Because the distal AV block was persisting, pacemaker implantation was considered. The decision to adopt VVIR mode by deep left ventricular (LV) septal–LBB pacing was made. Fixed-screw active lead (Fineline II, Boston Scientific) through the delivery system (Selectra III, Biotronik) was successfully placed deep intramurally. Appropriate position was confirmed using angiography, changing of impedance, and pacing QRS morphology, and this was assisted using intracardiac echocardiography views (Figure 4).

Figure 4.

Figure 4

Placement of the Pacing Lead to the Left Edge of the Interventricular Septum

This figure shows left oblique angiographic view of permanent pacing lead implantation results: quadripolar catheter (1) in the RV apex for the temporary pacing throughout the procedure; permanent pacing lead (2) was screwed deep into the interventricular septum far left to the projection of the temporary pacing catheter’s tip with the fulcrum sign, the process was guided by the lead’s angiographic positions, changes in QRS morphology and pacing impedance; guiding catheter (3) withdrawn to the level of tricuspid valve and ready for cut-off; intracardiac echocardiographic catheter (4) in RV inflow tract to assist visualization of permanent lead septal penetration. Abbreviations as in Figure 2.
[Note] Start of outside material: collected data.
//! Cache Entry Module
//!
//! Defines the logical entry stored per key and its byte encoding.

use std::time::{Duration, SystemTime, UNIX_EPOCH};

use serde::{Deserialize, Serialize};
use serde_json::Value;

use crate::error::{CacheError, Result};

// == Cache Entry ==
/// Represents a single cache entry with value and metadata.
#[derive(Debug, Clone, PartialEq, Serialize, Deserialize)]
pub struct CacheEntry {
    /// The stored value
    pub value: Value,
    /// Creation timestamp (Unix milliseconds)
    pub created_at: u64,
    /// Expiration timestamp (Unix milliseconds), None = no expiration
    pub expires_at: Option<u64>,
}

impl CacheEntry {
    // == Constructor ==
    /// Creates a new cache entry expiring `ttl` from now, if given.
    pub fn new(value: Value, ttl: Option<Duration>) -> Self {
        let now = current_timestamp_ms();
        let expires_at = ttl.map(|ttl| now.saturating_add(ttl.as_millis() as u64));

        Self {
            value,
            created_at: now,
            expires_at,
        }
    }

    /// Creates a cache entry with an absolute expiration timestamp.
    pub fn with_expires_at(value: Value, expires_at: Option<u64>) -> Self {
        Self {
            value,
            created_at: current_timestamp_ms(),
            expires_at,
        }
    }

    // == Is Expired ==
    /// Checks whether the entry has expired as of `now` (Unix milliseconds).
    ///
    /// An entry expires once `now` reaches its expiration time; entries
    /// without one never expire.
    pub fn is_expired_at(&self, now: u64) -> bool {
        match self.expires_at {
            Some(expires) => now >= expires,
            None => false,
        }
    }

    /// Checks if the entry has expired.
    pub fn is_expired(&self) -> bool {
        self.is_expired_at(current_timestamp_ms())
    }

    /// Returns remaining TTL in milliseconds, or None if no expiration is set.
    pub fn ttl_remaining_ms(&self) -> Option<u64> {
        self.expires_at
            .map(|expires| expires.saturating_sub(current_timestamp_ms()))
    }

    // == Encode ==
    /// Serializes the entry into the payload bytes held by the backend.
    pub fn encode(&self) -> Result<Vec<u8>> {
        serde_json::to_vec(self).map_err(|e| CacheError::Serialization(e.to_string()))
    }

    // == Decode ==
    /// Parses payload bytes written by [`CacheEntry::encode`].
    pub fn decode(bytes: &[u8]) -> Result<Self> {
        serde_json::from_slice(bytes).map_err(|e| CacheError::CorruptEntry(e.to_string()))
    }
}

// == Utility Functions ==
/// Returns current Unix timestamp in milliseconds.
pub fn current_timestamp_ms() -> u64 {
    SystemTime::now()
        .duration_since(UNIX_EPOCH)
        .map(|elapsed| elapsed.as_millis() as u64)
        .unwrap_or(0)
}
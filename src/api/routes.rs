//! API Routes
//!
//! Configures the Axum router with all cache server endpoints.

use axum::{
    routing::{delete, get, post, put},
    Router,
};
use tower_http::{
    cors::{Any, CorsLayer},
    trace::TraceLayer,
};

use super::handlers::{
    cleanup_handler, clear_handler, decr_handler, delete_handler, delete_matched_handler,
    get_handler, health_handler, incr_handler, inspect_handler, prune_handler, set_handler,
    stats_handler, AppState,
};

/// Creates the main router with all endpoints configured.
///
/// # Middleware
/// - CORS: Allows any origin (configurable for production)
/// - Tracing: Logs all requests for debugging
pub fn create_router(state: AppState) -> Router {
    let cors = CorsLayer::new()
        .allow_origin(Any)
        .allow_methods(Any)
        .allow_headers(Any);

    Router::new()
        .route("/set", put(set_handler))
        .route("/get/:key", get(get_handler))
        .route("/del/:key", delete(delete_handler))
        .route("/incr/:key", post(incr_handler))
        .route("/decr/:key", post(decr_handler))
        .route("/delete_matched", post(delete_matched_handler))
        .route("/clear", post(clear_handler))
        .route("/cleanup", post(cleanup_handler))
        .route("/prune", post(prune_handler))
        .route("/stats", get(stats_handler))
        .route("/inspect", get(inspect_handler))
        .route("/health", get(health_handler))
        .layer(cors)
        .layer(TraceLayer::new_for_http())
        .with_state(state)
}
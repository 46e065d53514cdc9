//! Integration Tests for API Endpoints
//!
//! Tests full request/response cycle for each endpoint.

use std::sync::atomic::{AtomicUsize, Ordering};
use std::time::Duration;

use axum::{
    body::Body,
    http::{Request, StatusCode},
    Router,
};
use serde_json::{json, Value};
use shm_cache::{api::create_router, AppState, CacheStore, StoreOptions};
use tower::ServiceExt;

// == Helper Functions ==

/// Every test attaches its own image so parallel tests never share entries.
fn test_options() -> StoreOptions {
    static NEXT: AtomicUsize = AtomicUsize::new(0);
    let id = NEXT.fetch_add(1, Ordering::Relaxed);
    StoreOptions::new()
        .with_directory(std::env::temp_dir().join("shm_cache-integration"))
        .with_name(format!("api-{}-{}", std::process::id(), id))
}

fn create_test_app() -> Router {
    create_router(AppState::new(CacheStore::open(test_options())))
}

async fn body_to_json(body: Body) -> Value {
    let bytes = axum::body::to_bytes(body, usize::MAX).await.unwrap();
    serde_json::from_slice(&bytes).unwrap()
}

async fn send(app: &Router, method: &str, uri: &str, body: Option<Value>) -> (StatusCode, Value) {
    let builder = Request::builder().method(method).uri(uri);
    let request = match body {
        Some(body) => builder
            .header("content-type", "application/json")
            .body(Body::from(body.to_string()))
            .unwrap(),
        None => builder.body(Body::empty()).unwrap(),
    };

    let response = app.clone().oneshot(request).await.unwrap();
    let status = response.status();
    let bytes = axum::body::to_bytes(response.into_body(), usize::MAX)
        .await
        .unwrap();
    let json = if bytes.is_empty() {
        Value::Null
    } else {
        serde_json::from_slice(&bytes).unwrap()
    };
    (status, json)
}

// == SET Endpoint Tests ==

#[tokio::test]
async fn test_set_endpoint_success() {
    let app = create_test_app();

    let response = app
        .oneshot(
            Request::builder()
                .method("PUT")
                .uri("/set")
                .header("content-type", "application/json")
                .body(Body::from(r#"{"key":"test_key","value":"test_value"}"#))
                .unwrap(),
        )
        .await
        .unwrap();

    assert_eq!(response.status(), StatusCode::OK);

    let json = body_to_json(response.into_body()).await;
    assert!(json["message"].as_str().unwrap().contains("test_key"));
    assert_eq!(json["stored"], true);
}

#[tokio::test]
async fn test_set_endpoint_with_ttl() {
    let app = create_test_app();

    let (status, json) = send(
        &app,
        "PUT",
        "/set",
        Some(json!({ "key": "ttl_key", "value": "ttl_value", "ttl": 60 })),
    )
    .await;

    assert_eq!(status, StatusCode::OK);
    assert_eq!(json["stored"], true);
}

// == GET Endpoint Tests ==

#[tokio::test]
async fn test_get_endpoint_returns_structured_value() {
    let app = create_test_app();
    let value = json!({ "name": "widget", "tags": ["a", "b"], "count": 3 });

    let (status, _) = send(
        &app,
        "PUT",
        "/set",
        Some(json!({ "key": "get_key", "value": value })),
    )
    .await;
    assert_eq!(status, StatusCode::OK);

    let (status, json) = send(&app, "GET", "/get/get_key", None).await;
    assert_eq!(status, StatusCode::OK);
    assert_eq!(json["key"], "get_key");
    assert_eq!(json["value"], value);
}

#[tokio::test]
async fn test_get_endpoint_not_found() {
    let app = create_test_app();

    let (status, json) = send(&app, "GET", "/get/nonexistent_key", None).await;

    assert_eq!(status, StatusCode::NOT_FOUND);
    assert!(json.get("error").is_some());
}

// == DELETE Endpoint Tests ==

#[tokio::test]
async fn test_delete_endpoint() {
    let app = create_test_app();

    send(
        &app,
        "PUT",
        "/set",
        Some(json!({ "key": "delete_key", "value": "delete_value" })),
    )
    .await;

    let (status, _) = send(&app, "DELETE", "/del/delete_key", None).await;
    assert_eq!(status, StatusCode::OK);

    let (status, _) = send(&app, "GET", "/get/delete_key", None).await;
    assert_eq!(status, StatusCode::NOT_FOUND);

    let (status, _) = send(&app, "DELETE", "/del/delete_key", None).await;
    assert_eq!(status, StatusCode::NOT_FOUND);
}

// == Counter Endpoint Tests ==

#[tokio::test]
async fn test_counter_endpoints() {
    let app = create_test_app();

    send(&app, "PUT", "/set", Some(json!({ "key": "hits", "value": 10 }))).await;

    let (status, json) = send(&app, "POST", "/incr/hits", None).await;
    assert_eq!(status, StatusCode::OK);
    assert_eq!(json["value"], 11);

    let (status, json) = send(&app, "POST", "/incr/hits", Some(json!({ "amount": 9 }))).await;
    assert_eq!(status, StatusCode::OK);
    assert_eq!(json["value"], 20);

    let (status, json) = send(&app, "POST", "/decr/hits", Some(json!({ "amount": 25 }))).await;
    assert_eq!(status, StatusCode::OK);
    assert_eq!(json["value"], -5);

    let (_, json) = send(&app, "GET", "/get/hits", None).await;
    assert_eq!(json["value"], -5);
}

#[tokio::test]
async fn test_counter_on_missing_key_is_not_created() {
    let app = create_test_app();

    let (status, _) = send(&app, "POST", "/incr/absent", None).await;
    assert_eq!(status, StatusCode::NOT_FOUND);

    let (status, _) = send(&app, "GET", "/get/absent", None).await;
    assert_eq!(status, StatusCode::NOT_FOUND);
}

#[tokio::test]
async fn test_counter_on_non_integer_is_rejected() {
    let app = create_test_app();

    send(&app, "PUT", "/set", Some(json!({ "key": "name", "value": "alice" }))).await;

    let (status, json) = send(&app, "POST", "/incr/name", None).await;
    assert_eq!(status, StatusCode::UNPROCESSABLE_ENTITY);
    assert!(json.get("error").is_some());
}

// == Bulk Endpoint Tests ==

#[tokio::test]
async fn test_delete_matched_endpoint() {
    let app = create_test_app();

    for key in ["user:1", "user:2", "session:1"] {
        send(&app, "PUT", "/set", Some(json!({ "key": key, "value": 1 }))).await;
    }

    let (status, json) = send(
        &app,
        "POST",
        "/delete_matched",
        Some(json!({ "pattern": "user:*" })),
    )
    .await;
    assert_eq!(status, StatusCode::OK);
    assert_eq!(json["removed"], 2);

    let (status, _) = send(&app, "GET", "/get/session:1", None).await;
    assert_eq!(status, StatusCode::OK);
}

#[tokio::test]
async fn test_prune_endpoint_reaches_target() {
    let app = create_test_app();

    for i in 0..20 {
        send(
            &app,
            "PUT",
            "/set",
            Some(json!({ "key": format!("k{}", i), "value": "x".repeat(1024) })),
        )
        .await;
    }

    let (status, json) = send(&app, "POST", "/prune", Some(json!({ "target_size": 0 }))).await;
    assert_eq!(status, StatusCode::OK);
    assert_eq!(json["skipped"], false);
    assert_eq!(json["evicted"], 20);
    assert_eq!(json["used_bytes"], 0);

    let (_, json) = send(&app, "GET", "/stats", None).await;
    assert_eq!(json["entries"], 0);
    assert_eq!(json["evictions"], 20);
}

#[tokio::test]
async fn test_clear_endpoint() {
    let app = create_test_app();

    send(&app, "PUT", "/set", Some(json!({ "key": "a", "value": 1 }))).await;

    let (status, _) = send(&app, "POST", "/clear", None).await;
    assert_eq!(status, StatusCode::NO_CONTENT);

    let (_, json) = send(&app, "GET", "/stats", None).await;
    assert_eq!(json["entries"], 0);
}

// == Capacity Tests ==

#[tokio::test]
async fn test_sustained_writes_prune_instead_of_failing() {
    let app = create_test_app();
    let blob = "x".repeat(512 * 1024);

    // 24 MiB of payload into a 16 MiB image
    for i in 0..48 {
        let (status, json) = send(
            &app,
            "PUT",
            "/set",
            Some(json!({ "key": format!("blob{}", i), "value": blob })),
        )
        .await;
        assert_eq!(status, StatusCode::OK);
        assert_eq!(json["stored"], true, "write {} was rejected", i);
    }

    let (_, json) = send(&app, "GET", "/stats", None).await;
    assert!(json["prunes"].as_u64().unwrap() >= 1);
    assert!(json["evictions"].as_u64().unwrap() >= 1);
    assert!(json["used_bytes"].as_u64().unwrap() <= json["total_bytes"].as_u64().unwrap());

    // The most recent write always survives
    let (status, _) = send(&app, "GET", "/get/blob47", None).await;
    assert_eq!(status, StatusCode::OK);
}

// == STATS / INSPECT Endpoint Tests ==

#[tokio::test]
async fn test_stats_endpoint() {
    let app = create_test_app();

    send(
        &app,
        "PUT",
        "/set",
        Some(json!({ "key": "stats_key", "value": "stats_value" })),
    )
    .await;
    send(&app, "GET", "/get/stats_key", None).await;
    send(&app, "GET", "/get/nonexistent", None).await;

    let (status, json) = send(&app, "GET", "/stats", None).await;

    assert_eq!(status, StatusCode::OK);
    assert_eq!(json["hits"], 1);
    assert_eq!(json["misses"], 1);
    assert_eq!(json["writes"], 1);
    assert_eq!(json["entries"], 1);
    assert_eq!(json["total_bytes"], 16 * 1024 * 1024);
    assert!((json["hit_rate"].as_f64().unwrap() - 0.5).abs() < 0.001);
}

#[tokio::test]
async fn test_inspect_endpoint() {
    let app = create_test_app();

    send(&app, "PUT", "/set", Some(json!({ "key": "a", "value": 1 }))).await;

    let (status, json) = send(&app, "GET", "/inspect", None).await;

    assert_eq!(status, StatusCode::OK);
    assert_eq!(json["entries"], 1);
    assert!(json["options"].is_object());
    assert!(json["summary"]
        .as_str()
        .unwrap()
        .starts_with("#<CacheStore entries=1"));
}

// == HEALTH Endpoint Tests ==

#[tokio::test]
async fn test_health_endpoint() {
    let app = create_test_app();

    let (status, json) = send(&app, "GET", "/health", None).await;

    assert_eq!(status, StatusCode::OK);
    assert_eq!(json["status"], "healthy");
    assert!(json.get("timestamp").is_some());
}

// == Error Response Tests ==

#[tokio::test]
async fn test_invalid_json_request() {
    let app = create_test_app();

    let response = app
        .oneshot(
            Request::builder()
                .method("PUT")
                .uri("/set")
                .header("content-type", "application/json")
                .body(Body::from(r#"{"invalid json"#))
                .unwrap(),
        )
        .await
        .unwrap();

    // Axum returns 400 or 422 for JSON parsing errors
    assert!(
        response.status() == StatusCode::BAD_REQUEST
            || response.status() == StatusCode::UNPROCESSABLE_ENTITY
    );
}

#[tokio::test]
async fn test_empty_key_request() {
    let app = create_test_app();

    let (status, json) = send(&app, "PUT", "/set", Some(json!({ "key": "", "value": "test" }))).await;

    assert_eq!(status, StatusCode::BAD_REQUEST);
    assert!(json.get("error").is_some());
}

// == TTL Expiration via API Tests ==

#[tokio::test]
async fn test_ttl_expiration_via_api() {
    let app = create_test_app();

    let (status, _) = send(
        &app,
        "PUT",
        "/set",
        Some(json!({ "key": "ttl_test", "value": "expires_soon", "ttl": 1 })),
    )
    .await;
    assert_eq!(status, StatusCode::OK);

    let (status, _) = send(&app, "GET", "/get/ttl_test", None).await;
    assert_eq!(status, StatusCode::OK);

    tokio::time::sleep(Duration::from_millis(1100)).await;

    let (status, _) = send(&app, "GET", "/get/ttl_test", None).await;
    assert_eq!(status, StatusCode::NOT_FOUND);

    let (_, json) = send(&app, "GET", "/stats", None).await;
    assert_eq!(json["expirations"], 1);
    assert_eq!(json["entries"], 0);
}

// == Shared Image Tests ==

#[tokio::test]
async fn test_stores_on_one_path_share_entries() {
    let options = test_options();
    let first = create_router(AppState::new(CacheStore::open(options.clone())));
    let second = create_router(AppState::new(CacheStore::open(options)));

    send(&first, "PUT", "/set", Some(json!({ "key": "shared", "value": "v" }))).await;

    let (status, json) = send(&second, "GET", "/get/shared", None).await;
    assert_eq!(status, StatusCode::OK);
    assert_eq!(json["value"], "v");
}
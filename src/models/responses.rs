//! Response DTOs for the cache server API
//!
//! Defines the structure of outgoing HTTP response bodies.

use serde::Serialize;
use serde_json::Value;

use crate::cache::{CacheStats, Inspection};

/// Response body for the GET operation (GET /get/:key)
#[derive(Debug, Clone, Serialize)]
pub struct GetResponse {
    /// The requested key
    pub key: String,
    /// The stored value
    pub value: Value,
}

impl GetResponse {
    /// Creates a new GetResponse
    pub fn new(key: impl Into<String>, value: Value) -> Self {
        Self {
            key: key.into(),
            value,
        }
    }
}

/// Response body for the SET operation (PUT /set)
#[derive(Debug, Clone, Serialize)]
pub struct SetResponse {
    /// Outcome message
    pub message: String,
    /// The key that was set
    pub key: String,
    /// False when the image had no room even after pruning
    pub stored: bool,
}

impl SetResponse {
    /// Creates a new SetResponse
    pub fn new(key: impl Into<String>, stored: bool) -> Self {
        let key = key.into();
        let message = if stored {
            format!("Key '{}' set successfully", key)
        } else {
            format!("Key '{}' not stored, cache full", key)
        };
        Self {
            message,
            key,
            stored,
        }
    }
}

/// Response body for the DELETE operation (DELETE /del/:key)
#[derive(Debug, Clone, Serialize)]
pub struct DeleteResponse {
    /// Success message
    pub message: String,
    /// The key that was deleted
    pub key: String,
}

impl DeleteResponse {
    /// Creates a new DeleteResponse
    pub fn new(key: impl Into<String>) -> Self {
        let key = key.into();
        Self {
            message: format!("Key '{}' deleted successfully", key),
            key,
        }
    }
}

/// Response body for POST /incr/:key and POST /decr/:key
#[derive(Debug, Clone, Serialize)]
pub struct CounterResponse {
    pub key: String,
    /// Counter value after the update
    pub value: i64,
}

/// Response body for bulk removals (POST /delete_matched, POST /cleanup)
#[derive(Debug, Clone, Serialize)]
pub struct RemovedResponse {
    /// Number of entries removed
    pub removed: usize,
}

/// Response body for the stats endpoint (GET /stats)
#[derive(Debug, Clone, Serialize)]
pub struct StatsResponse {
    #[serde(flatten)]
    pub stats: CacheStats,
    /// Hit rate (hits / (hits + misses))
    pub hit_rate: f64,
}

impl From<CacheStats> for StatsResponse {
    fn from(stats: CacheStats) -> Self {
        Self {
            hit_rate: stats.hit_rate(),
            stats,
        }
    }
}

/// Response body for the health endpoint (GET /health)
#[derive(Debug, Clone, Serialize)]
pub struct HealthResponse {
    /// Health status (e.g., "healthy")
    pub status: String,
    /// Current timestamp in ISO 8601 format
    pub timestamp: String,
}

impl HealthResponse {
    /// Creates a new HealthResponse with current timestamp
    pub fn healthy() -> Self {
        Self {
            status: "healthy".to_string(),
            timestamp: chrono::Utc::now().to_rfc3339(),
        }
    }
}

/// Response body for GET /inspect
#[derive(Debug, Clone, Serialize)]
pub struct InspectResponse {
    #[serde(flatten)]
    pub inspection: Inspection,
    /// Human-readable one-line summary
    pub summary: String,
}

impl From<Inspection> for InspectResponse {
    fn from(inspection: Inspection) -> Self {
        Self {
            summary: inspection.to_string(),
            inspection,
        }
    }
}

#[cfg(test)]
mod tests {
    use super::*;
    use serde_json::json;

    #[test]
    fn test_get_response_serialize() {
        let resp = GetResponse::new("test_key", json!({ "a": [1, 2] }));
        let json = serde_json::to_value(&resp).unwrap();
        assert_eq!(json["key"], "test_key");
        assert_eq!(json["value"], json!({ "a": [1, 2] }));
    }

    #[test]
    fn test_set_response_messages() {
        let resp = SetResponse::new("my_key", true);
        assert!(resp.message.contains("successfully"));

        let resp = SetResponse::new("my_key", false);
        assert!(!resp.stored);
        assert!(resp.message.contains("cache full"));
    }

    #[test]
    fn test_delete_response_serialize() {
        let resp = DeleteResponse::new("deleted_key");
        let json = serde_json::to_string(&resp).unwrap();
        assert!(json.contains("deleted_key"));
        assert!(json.contains("deleted"));
    }

    #[test]
    fn test_stats_response_flattens() {
        let stats = CacheStats {
            hits: 80,
            misses: 20,
            entries: 5,
            ..CacheStats::default()
        };
        let json = serde_json::to_value(StatsResponse::from(stats)).unwrap();
        assert_eq!(json["hits"], 80);
        assert_eq!(json["entries"], 5);
        assert!((json["hit_rate"].as_f64().unwrap() - 0.8).abs() < 0.001);
    }

    #[test]
    fn test_health_response_serialize() {
        let resp = HealthResponse::healthy();
        let json = serde_json::to_string(&resp).unwrap();
        assert!(json.contains("healthy"));
        assert!(json.contains("timestamp"));
    }
}
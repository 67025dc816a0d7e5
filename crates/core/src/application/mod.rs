// Application Layer - The queue-meta registry build pass

pub mod binding_resolver;
pub mod build_pass;
pub mod capability_inspector;
pub mod constants;
pub mod registry_builder;

// Re-exports
pub use binding_resolver::BindingResolver;
pub use build_pass::{BuildQueueMetaRegistryPass, PassConfig, PassOutcome, PassState};
pub use capability_inspector::CapabilityInspector;
pub use registry_builder::RegistryBuilder;
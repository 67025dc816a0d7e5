// Type Registry - the loadable processor types known to the host

use enqueue_routing_core::domain::{ProcessorType, SubscribedTopic, TopicSubscriber};
use enqueue_routing_core::port::TypeCatalog;
use std::collections::HashMap;

/// Where a type's advertised topics come from
#[derive(Debug, Clone)]
enum Capability {
    /// Plain processor, no subscriber capability
    None,
    /// Rust type implementing `TopicSubscriber`
    Static(fn() -> Vec<SubscribedTopic>),
    /// Type described by a manifest
    Declared(Vec<SubscribedTopic>),
}

/// Catalog of loadable processor types and their subscriber capability
#[derive(Debug, Clone, Default)]
pub struct TypeRegistry {
    types: HashMap<String, Capability>,
}

impl TypeRegistry {
    pub fn new() -> Self {
        Self::default()
    }

    /// Register a plain processor type
    pub fn register<T: ProcessorType>(&mut self) -> &mut Self {
        self.types.insert(T::TYPE_NAME.to_string(), Capability::None);
        self
    }

    /// Register a processor type carrying the subscriber capability
    pub fn register_subscriber<T: TopicSubscriber>(&mut self) -> &mut Self {
        self.types
            .insert(T::TYPE_NAME.to_string(), Capability::Static(T::subscribed_topics));
        self
    }

    /// Register a type by name only
    pub fn register_name(&mut self, type_name: impl Into<String>) -> &mut Self {
        self.types.insert(type_name.into(), Capability::None);
        self
    }

    /// Register a type by name with the topics it advertises
    pub fn register_declared(
        &mut self,
        type_name: impl Into<String>,
        topics: Vec<SubscribedTopic>,
    ) -> &mut Self {
        self.types
            .insert(type_name.into(), Capability::Declared(topics));
        self
    }

    pub fn len(&self) -> usize {
        self.types.len()
    }

    pub fn is_empty(&self) -> bool {
        self.types.is_empty()
    }
}

impl TypeCatalog for TypeRegistry {
    fn contains(&self, type_name: &str) -> bool {
        self.types.contains_key(type_name)
    }

    fn subscriptions(&self, type_name: &str) -> Option<Vec<SubscribedTopic>> {
        match self.types.get(type_name)? {
            Capability::None => None,
            Capability::Static(topics) => Some(topics()),
            Capability::Declared(topics) => Some(topics.clone()),
        }
    }
}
Deep LV septal pacing in unipolar mode (threshold: 0.4 V; R waves: -7 to -9 mV; impedance: 620 ohms) was associated with significant shortening of QRS duration, incomplete right bundle branch block, and signs of LBB conduction system involvement such as 65 ms LV activation time and 10 ms isoelectric period between the pacing spike and QRS onset along with QRS morphology and duration of 120 ms (Figure 5).

Figure 5.

Figure 5

Final ECG Results of the Procedure

VVIR deep LV septal pacing in unipolar mode with appropriate pacing parameters (threshold: 0.4 V; R waves: 7-9 mV; impedance: 620 ohms) was associated with significant shortening of QRS duration (120 ms) and balanced electrical axis; isoelectric interval between pacing spike and QRS onset (10 ms), spiky QRS morphology, and appropriate LV activation time (65 ms) pointed out for the LBB conduction system involvement. Sporadic “late” fused PVCs (first beat) can be noted. LV = left ventricular.

Discussion

The given case outlines the close interconnection between several clinical problems exacerbating HF and the necessity to make online adaptation of the strategy in the case of unusual complication. The presented patient needed CRT and this is an established method of treating HF combined with LBB block.1 Frequent PVCs can reduce the effects of CRT, thus decreasing PVC burden can improve CRT results and RFA is a preferable way of PVC elimination.2,3 Because anatomical restrictions, intramural or epicardial location, and scarring can diminish the success rate, use of alcohol, bipolar ablation, half-saline, and multisite ablation have been proposed.4, 5, 6 The bipolar RFA adapted in our case could be a viable option for PVC ablation in special areas such as the LV summit and septal regions providing deeper lesions.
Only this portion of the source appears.